Another of the defense’s claim was that any issues related to the Institute’s by-laws would be civil — and not criminal — in nature. 

“At the beginning of the trial, we talked about burden of proof in civil versus criminal matters,” said Blanchard. “We contend they are civil.  There’s nothing in the [Institute’s] bylaws that say violation of the bylaws are criminal.”

“The state is asking you to set precedent by trying civil matters as criminal prosecution,” said Blanchard. “And that’s a dangerous precedent to set.”

Prosecution on Offense

Dan Doyle
Assistant Attorney General J. Patrick Youngs used his closing arguments to paint a picture of a defendant who knowingly covered-up what he had one, included forging emails and signatures.

In 2012, a state Auditor General’s report showed that the Institute could only account for $163,400 of a 2007 state grant for $575,000, which led to a subsequent state police investigation that resulted in the 18-count indictment in 2013.

“We told you each of those witnesses was a piece of the puzzle as to what happened at the Institute,” said Young. “I took notice of what Mr. Blanchard said — Dan Doyle was the Institute. This case is not an indictment of the game, that without doubt had a positive impact on many young people. They were a good thing.

“He’s charged with embezzling from a good thing - the fact that he had that vision does not absolve  him of the crimes he committed,” said Young.” It’s a shame those games don’t exist.”

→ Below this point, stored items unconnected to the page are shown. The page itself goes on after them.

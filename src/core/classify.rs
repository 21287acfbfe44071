//! Expression classification and analysis helpers

use std::collections::BTreeSet;
use std::fmt;

use lazy_static::lazy_static;
use regex::Regex;
use serde::Serialize;

use super::brackets::{self, BracketBalance, ScanPolicy};

/// Coarse kind of a math expression.
#[derive(Debug, Clone, Copy, PartialEq, Eq, Hash, Serialize)]
#[serde(rename_all = "lowercase")]
pub enum ExpressionType {
    Limit,
    Integral,
    Derivative,
    Summation,
    Product,
    Matrix,
    Equation,
    Inequality,
    Function,
    Expression,
}

impl ExpressionType {
    pub fn as_str(&self) -> &'static str {
        match self {
            ExpressionType::Limit => "limit",
            ExpressionType::Integral => "integral",
            ExpressionType::Derivative => "derivative",
            ExpressionType::Summation => "summation",
            ExpressionType::Product => "product",
            ExpressionType::Matrix => "matrix",
            ExpressionType::Equation => "equation",
            ExpressionType::Inequality => "inequality",
            ExpressionType::Function => "function",
            ExpressionType::Expression => "expression",
        }
    }
}

impl fmt::Display for ExpressionType {
    fn fmt(&self, f: &mut fmt::Formatter<'_>) -> fmt::Result {
        f.write_str(self.as_str())
    }
}

lazy_static! {
    /// Checked in order; the first match wins.
    static ref TYPE_PATTERNS: Vec<(ExpressionType, Regex)> = vec![
        (ExpressionType::Limit, Regex::new(r"(?i)\\?lim|نها").unwrap()),
        (ExpressionType::Integral, Regex::new(r"(?i)\\?int|∫|تك").unwrap()),
        (
            ExpressionType::Derivative,
            Regex::new(r"(?i)\\?frac\{d|d\s*/\s*d|مشتقة").unwrap(),
        ),
        (ExpressionType::Summation, Regex::new(r"(?i)\\?sum|∑|مج").unwrap()),
        (ExpressionType::Product, Regex::new(r"(?i)\\?prod|∏|جد").unwrap()),
        (
            ExpressionType::Matrix,
            Regex::new(r"(?i)\\?begin\{.*matrix\}|مصفوفة").unwrap(),
        ),
        (ExpressionType::Equation, Regex::new(r"=").unwrap()),
        (ExpressionType::Inequality, Regex::new(r"[<>≤≥≠]").unwrap()),
        (
            ExpressionType::Function,
            Regex::new(r"(?i)\\?[a-z]+\s*\(|\b(?:sin|cos|tan|log|ln)\s*\(").unwrap(),
        ),
    ];

    static ref COMMAND_RE: Regex = Regex::new(r"\\[a-zA-Z]+").unwrap();
    static ref NAMED_FUNCTION_RE: Regex = Regex::new(r"(?i)\b(?:sin|cos|tan|log|ln|exp)\b").unwrap();
    static ref DIGITS_RE: Regex = Regex::new(r"\d+").unwrap();
    static ref NON_WORD_RE: Regex = Regex::new(r"[^\w\x{0600}-\x{06FF}]").unwrap();
    /// A Latin letter, or an Arabic letter with an optional trailing tatweel.
    static ref SINGLE_LETTER_RE: Regex =
        Regex::new(r"\b(?:[a-zA-Z]|[\x{0621}-\x{063A}\x{0641}-\x{064A}]\x{0640}?)\b").unwrap();
    static ref ENVIRONMENT_RE: Regex = Regex::new(r"\\begin\{([^}]+)\}").unwrap();
}

/// Classify `expr` by the first matching pattern, `Expression` otherwise.
pub fn detect_expression_type(expr: &str) -> ExpressionType {
    TYPE_PATTERNS
        .iter()
        .find(|(_, re)| re.is_match(expr))
        .map_or(ExpressionType::Expression, |(kind, _)| *kind)
}

/// Isolated single Latin or Arabic letters, sorted and deduplicated. A
/// tatweel after an Arabic letter (`جـ`) is part of it. Commands, common
/// function names and digits are removed first.
pub fn extract_variables(expr: &str) -> Vec<String> {
    let cleaned = COMMAND_RE.replace_all(expr, "");
    let cleaned = NAMED_FUNCTION_RE.replace_all(&cleaned, "");
    let cleaned = DIGITS_RE.replace_all(&cleaned, "");
    let cleaned = NON_WORD_RE.replace_all(&cleaned, " ");

    SINGLE_LETTER_RE
        .find_iter(&cleaned)
        .map(|m| m.as_str().to_string())
        .collect::<BTreeSet<_>>()
        .into_iter()
        .collect()
}

/// Bracket check that keeps going after the first mismatch.
pub fn check_bracket_balance(expr: &str) -> BracketBalance {
    brackets::check_bracket_balance(expr, ScanPolicy::CollectAll)
}

/// Bracket counts by shape.
#[derive(Debug, Clone, Copy, Default, PartialEq, Eq, Serialize)]
pub struct BracketCounts {
    pub curly: usize,
    pub square: usize,
    pub round: usize,
}

/// Commands, environments and a rough complexity score.
#[derive(Debug, Clone, Default, PartialEq, Eq, Serialize)]
pub struct LatexStructure {
    /// Distinct commands in order of first appearance
    pub commands: Vec<String>,
    pub environments: Vec<String>,
    pub brackets: BracketCounts,
    /// Command occurrences plus two per environment
    pub complexity: usize,
}

pub fn analyze_latex_structure(latex: &str) -> LatexStructure {
    let mut structure = LatexStructure::default();

    let mut seen = BTreeSet::new();
    for m in COMMAND_RE.find_iter(latex) {
        structure.complexity += 1;
        if seen.insert(m.as_str()) {
            structure.commands.push(m.as_str().to_string());
        }
    }

    for caps in ENVIRONMENT_RE.captures_iter(latex) {
        structure.environments.push(caps[1].to_string());
        structure.complexity += 2;
    }

    structure.brackets = BracketCounts {
        curly: latex.matches('{').count(),
        square: latex.matches('[').count(),
        round: latex.matches('(').count(),
    };

    structure
}

#[cfg(test)]
mod tests {
    use super::*;
    use pretty_assertions::assert_eq;

    #[test]
    fn test_detect_limit() {
        assert_eq!(detect_expression_type(r"\lim_{x\to 0} f(x)"), ExpressionType::Limit);
        assert_eq!(detect_expression_type("نها س"), ExpressionType::Limit);
    }

    #[test]
    fn test_detect_order_matters() {
        assert_eq!(detect_expression_type(r"\lim f = 1"), ExpressionType::Limit);
        assert_eq!(detect_expression_type("x + y = z"), ExpressionType::Equation);
    }

    #[test]
    fn test_detect_other_kinds() {
        assert_eq!(detect_expression_type(r"\int_0^1 x dx"), ExpressionType::Integral);
        assert_eq!(detect_expression_type(r"\frac{dy}{dx}"), ExpressionType::Derivative);
        assert_eq!(detect_expression_type(r"\sum_{k} k"), ExpressionType::Summation);
        assert_eq!(detect_expression_type(r"\prod_{k} k"), ExpressionType::Product);
        assert_eq!(
            detect_expression_type(r"\begin{pmatrix} a \end{pmatrix}"),
            ExpressionType::Matrix
        );
        assert_eq!(detect_expression_type("x < y"), ExpressionType::Inequality);
        assert_eq!(detect_expression_type("f(x)"), ExpressionType::Function);
        assert_eq!(detect_expression_type("x + y"), ExpressionType::Expression);
    }

    #[test]
    fn test_extract_variables() {
        assert_eq!(extract_variables("a*x^2 + b*x + c"), vec!["a", "b", "c", "x"]);
        assert_eq!(extract_variables(r"\sin(x) + \alpha y"), vec!["x", "y"]);
        assert_eq!(extract_variables("sin(t) + 2"), vec!["t"]);
        assert_eq!(extract_variables("س + ص"), vec!["س", "ص"]);
        assert!(extract_variables("").is_empty());
    }

    #[test]
    fn test_extract_variables_keeps_tatweel_letter() {
        assert_eq!(
            extract_variables("أ * س^٢ + ب * س + جـ"),
            vec!["أ", "ب", "جـ", "س"]
        );
    }

    #[test]
    fn test_analyze_latex_structure() {
        let s = analyze_latex_structure(r"\begin{matrix} \frac{a}{b} & \frac{c}{d} \end{matrix} (x)");
        assert_eq!(s.commands, vec![r"\begin", r"\frac", r"\end"]);
        assert_eq!(s.environments, vec!["matrix"]);
        assert_eq!(s.complexity, 4 + 2);
        assert_eq!(
            s.brackets,
            BracketCounts {
                curly: 6,
                square: 0,
                round: 1,
            }
        );
    }

    #[test]
    fn test_check_bracket_balance_collects() {
        let result = check_bracket_balance(") (");
        assert!(!result.balanced);
        assert_eq!(result.errors.len(), 2);
    }
}
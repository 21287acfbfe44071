//! LaTeX command masking
//!
//! Word-boundary substitution must never see command names such as `\sum`
//! or `\alpha`. A pass masks every command with an opaque placeholder,
//! runs its replacements, then restores the commands before the next pass.
//! `\begin{..}`, `\end{..}` and text commands are masked together with
//! their braced argument, so environment names and prose stay Latin.
//!
//! Placeholders are `OPEN id CLOSE` where `OPEN`/`CLOSE` are private-use
//! characters. Sentinel characters already present in the input are masked
//! like commands, so restoring is exact for every input.

use lazy_static::lazy_static;
use regex::{Captures, Regex};

/// Opening sentinel of a placeholder.
pub const PLACEHOLDER_OPEN: char = '\u{F8F0}';
/// Closing sentinel of a placeholder.
pub const PLACEHOLDER_CLOSE: char = '\u{F8F1}';

lazy_static! {
    /// An environment tag or text command with its argument, a command
    /// (`\` + Latin letters), a TeX row break `\\`, or a stray sentinel.
    static ref COMMAND_RE: Regex = Regex::new(
        r"\\(?:begin|end|text|textrm|mathrm|mathbf|operatorname)\s*\{[^{}]*\}|\\[A-Za-z]+|\\\\|[\x{F8F0}\x{F8F1}]"
    )
    .unwrap();
    static ref PLACEHOLDER_RE: Regex = Regex::new(r"\x{F8F0}([0-9]+)\x{F8F1}").unwrap();
}

/// Text with its commands replaced by numbered placeholders.
#[derive(Debug, Clone, PartialEq, Eq)]
pub struct MaskedText {
    /// The masked text
    pub text: String,
    /// Original command text, indexed by placeholder id
    pub commands: Vec<String>,
}

impl MaskedText {
    /// Restore the commands into `transformed`, typically the masked text
    /// after a substitution pass.
    pub fn unmask(&self, transformed: &str) -> String {
        unmask(transformed, &self.commands)
    }

    /// Whether any command was masked.
    pub fn is_empty(&self) -> bool {
        self.commands.is_empty()
    }
}

/// Build the placeholder for command number `id`.
pub fn placeholder(id: usize) -> String {
    format!("{}{}{}", PLACEHOLDER_OPEN, id, PLACEHOLDER_CLOSE)
}

/// Replace every command with a placeholder, in order of appearance.
pub fn mask(text: &str) -> MaskedText {
    let mut commands = Vec::new();
    let masked = COMMAND_RE.replace_all(text, |caps: &Captures| {
        let id = commands.len();
        commands.push(caps[0].to_string());
        placeholder(id)
    });
    MaskedText {
        text: masked.into_owned(),
        commands,
    }
}

/// Replace each placeholder with `commands[id]`. Placeholders without an
/// entry are left as they are.
pub fn unmask(text: &str, commands: &[String]) -> String {
    PLACEHOLDER_RE
        .replace_all(text, |caps: &Captures| {
            caps[1]
                .parse::<usize>()
                .ok()
                .and_then(|id| commands.get(id))
                .cloned()
                .unwrap_or_else(|| caps[0].to_string())
        })
        .into_owned()
}

/// Run `pass` over the masked form of `text` and restore the commands.
pub fn with_masked(text: &str, pass: impl FnOnce(&str) -> String) -> String {
    let masked = mask(text);
    if masked.is_empty() {
        return pass(text);
    }
    let transformed = pass(&masked.text);
    masked.unmask(&transformed)
}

“The State of Rhode Island’s audit — do you think [Doyle’ might mention that to board? Convene a board meeting? [One board member] read it in the paper,” said Young. “If Doyle convened board, they would start asking questions, and the truth would come out and that would be inconvenient for Mr. Doyle, who had been pillaging Institute for years.”

The prosecution said that in total, Doyle took over $1 million from Institute funds for his own personal use, including “cosmetic eye surgery” at Duke Medical Center in North Carolina.

“By the time Dan Doyle was done, the Institute was funding his whole life,” said Young. “Meanwhile, it was awash in debt.”